__What you are asked to do__. Your job is to return every line in the data holding the string "SocketAddr".

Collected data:
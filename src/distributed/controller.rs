//! Run coordinator: a registry task owning every run, one task per live run
//! driving its phases, and the connection tasks agents talk through.
mod agent;
mod connections;
mod deploy;
mod driver;
mod events;
mod persist;
mod registry;
mod run;
mod schedule;
mod view;

use std::collections::HashMap;
use std::net::SocketAddr;
use std::path::PathBuf;
use std::sync::Arc;
use std::time::Duration;

use arcshift::ArcShift;
use tokio::net::TcpListener;
use tokio::sync::{mpsc, oneshot};
use tracing::info;

use crate::benchmark::Benchmark;
use crate::error::{AppError, AppResult, DistributedError};
use crate::stats::PhaseSummary;

pub use agent::AgentStatus;
pub use deploy::{
    AgentEndpoint, DeployedAgent, Deployer, FailureCallback, LocalDeployer, ManualDeployer,
};
pub use persist::{RunSummary, load_runs};
pub use run::RunError;
pub use view::{AgentView, PhaseView, RunView};

use events::ListKind;
use registry::{ControlCommand, Registry, RegistrySettings};

const DEFAULT_DEPLOY_TIMEOUT: Duration = Duration::from_secs(60);
const DEFAULT_MAX_IN_MEMORY_RUNS: usize = 20;

#[derive(Debug, Clone)]
pub struct ControllerSettings {
    /// TCP address agents join; in-process agents only when unset.
    pub listen: Option<String>,
    /// Parent directory of persisted run records.
    pub root_dir: PathBuf,
    pub deploy_timeout: Duration,
    pub max_in_memory_runs: usize,
}

impl Default for ControllerSettings {
    fn default() -> Self {
        Self {
            listen: None,
            root_dir: PathBuf::from("runs"),
            deploy_timeout: DEFAULT_DEPLOY_TIMEOUT,
            max_in_memory_runs: DEFAULT_MAX_IN_MEMORY_RUNS,
        }
    }
}

/// Cloneable handle to a running controller.
#[derive(Clone)]
pub struct ControllerHandle {
    control: mpsc::UnboundedSender<ControlCommand>,
    endpoint: AgentEndpoint,
}

/// Loads persisted runs, binds the agent listener and spawns the controller.
///
/// # Errors
///
/// Returns an error when the run directory cannot be listed or the listen
/// address cannot be bound.
pub async fn start_controller(
    settings: ControllerSettings,
    deployer: Arc<dyn Deployer>,
) -> AppResult<ControllerHandle> {
    let root_dir = settings.root_dir.clone();
    let persisted = tokio::task::spawn_blocking(move || load_runs(&root_dir)).await??;

    let routes = ArcShift::new(HashMap::new());
    let address = match settings.listen.as_deref() {
        Some(listen) => {
            let listener = TcpListener::bind(listen).await.map_err(|err| {
                AppError::distributed(DistributedError::Bind {
                    addr: listen.to_owned(),
                    source: err,
                })
            })?;
            let address = listener.local_addr().map_err(|err| {
                AppError::distributed(DistributedError::Io {
                    context: "local address",
                    source: err,
                })
            })?;
            info!("Controller accepting agents on {}", address);
            tokio::spawn(connections::accept_agents(listener, routes.clone()));
            Some(address)
        }
        None => None,
    };

    let endpoint = AgentEndpoint::new(address, routes.clone());
    let registry = Registry::new(
        persisted,
        routes,
        deployer,
        endpoint.clone(),
        RegistrySettings {
            root_dir: settings.root_dir,
            deploy_timeout: settings.deploy_timeout,
            max_in_memory_runs: settings.max_in_memory_runs,
        },
    );
    let (control, control_rx) = mpsc::unbounded_channel();
    tokio::spawn(registry.serve(control_rx));
    Ok(ControllerHandle { control, endpoint })
}

impl ControllerHandle {
    /// Address agents join over TCP, if the controller listens.
    #[must_use]
    pub const fn agent_address(&self) -> Option<SocketAddr> {
        self.endpoint.address()
    }

    #[must_use]
    pub const fn endpoint(&self) -> &AgentEndpoint {
        &self.endpoint
    }

    async fn call<T, F>(&self, build: F) -> AppResult<T>
    where
        F: FnOnce(oneshot::Sender<T>) -> ControlCommand,
    {
        let (respond_to, response) = oneshot::channel();
        self.control
            .send(build(respond_to))
            .map_err(|_err| AppError::distributed(DistributedError::ControlChannelClosed))?;
        response
            .await
            .map_err(|_err| AppError::distributed(DistributedError::ControlChannelClosed))
    }

    /// Creates a run for `benchmark` and starts deploying its agents.
    ///
    /// # Errors
    ///
    /// Returns an error when the benchmark has no agents, one of its agents
    /// is used by another live run, or the controller is gone.
    pub async fn start_benchmark(
        &self,
        benchmark: Benchmark,
        description: Option<String>,
    ) -> AppResult<String> {
        self.call(|respond_to| ControlCommand::Start {
            benchmark: Box::new(benchmark),
            description,
            respond_to,
        })
        .await?
    }

    /// Kills a run and waits until its terminate time is set.
    ///
    /// # Errors
    ///
    /// Returns an error for unknown runs.
    pub async fn kill(&self, run_id: &str) -> AppResult<u64> {
        self.call(|respond_to| ControlCommand::Kill {
            run_id: run_id.to_owned(),
            respond_to,
        })
        .await?
    }

    /// Streams one line per session from every agent of a live run into
    /// `lines`; returns once all agents answered.
    ///
    /// # Errors
    ///
    /// Returns an error for unknown or completed runs and when an agent
    /// fails to answer.
    pub async fn list_sessions(
        &self,
        run_id: &str,
        include_inactive: bool,
        lines: mpsc::UnboundedSender<String>,
    ) -> AppResult<()> {
        self.list(run_id, ListKind::Sessions, include_inactive, lines)
            .await
    }

    /// Streams one line per connection from every agent of a live run.
    ///
    /// # Errors
    ///
    /// Returns an error for unknown or completed runs and when an agent
    /// fails to answer.
    pub async fn list_connections(
        &self,
        run_id: &str,
        lines: mpsc::UnboundedSender<String>,
    ) -> AppResult<()> {
        self.list(run_id, ListKind::Connections, false, lines).await
    }

    async fn list(
        &self,
        run_id: &str,
        kind: ListKind,
        include_inactive: bool,
        lines: mpsc::UnboundedSender<String>,
    ) -> AppResult<()> {
        self.call(|respond_to| ControlCommand::List {
            run_id: run_id.to_owned(),
            kind,
            include_inactive,
            lines,
            respond_to,
        })
        .await?
    }

    /// Summaries of every known run, live or persisted.
    ///
    /// # Errors
    ///
    /// Returns an error when the controller is gone.
    pub async fn runs(&self) -> AppResult<Vec<RunSummary>> {
        self.call(|respond_to| ControlCommand::Runs { respond_to })
            .await
    }

    /// Current view of one run.
    ///
    /// # Errors
    ///
    /// Returns an error for unknown runs.
    pub async fn run(&self, run_id: &str) -> AppResult<RunView> {
        self.call(|respond_to| ControlCommand::View {
            run_id: run_id.to_owned(),
            respond_to,
        })
        .await?
    }

    /// Per-phase statistics of a run: everything since `since_ms`, or the
    /// whole run when unset.
    ///
    /// # Errors
    ///
    /// Returns an error for unknown runs or unreadable persisted statistics.
    pub async fn statistics(
        &self,
        run_id: &str,
        since_ms: Option<u64>,
    ) -> AppResult<Vec<PhaseSummary>> {
        self.call(|respond_to| ControlCommand::Statistics {
            run_id: run_id.to_owned(),
            since_ms,
            respond_to,
        })
        .await?
    }

    /// Waits until the run is persisted and returns its final view.
    ///
    /// # Errors
    ///
    /// Returns an error for unknown runs.
    pub async fn wait_for_completion(&self, run_id: &str) -> AppResult<RunView> {
        self.call(|respond_to| ControlCommand::WaitFor {
            run_id: run_id.to_owned(),
            respond_to,
        })
        .await?
    }

    /// Stops the controller task. Live runs keep running to completion.
    ///
    /// # Errors
    ///
    /// Returns an error when the controller is already gone.
    pub async fn shutdown(&self) -> AppResult<()> {
        self.call(|respond_to| ControlCommand::Shutdown { respond_to })
            .await
    }
}

#[cfg(test)]
mod tests;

__Result__.
use std::net::SocketAddr;
    pub const fn agent_address(&self) -> Option<SocketAddr> {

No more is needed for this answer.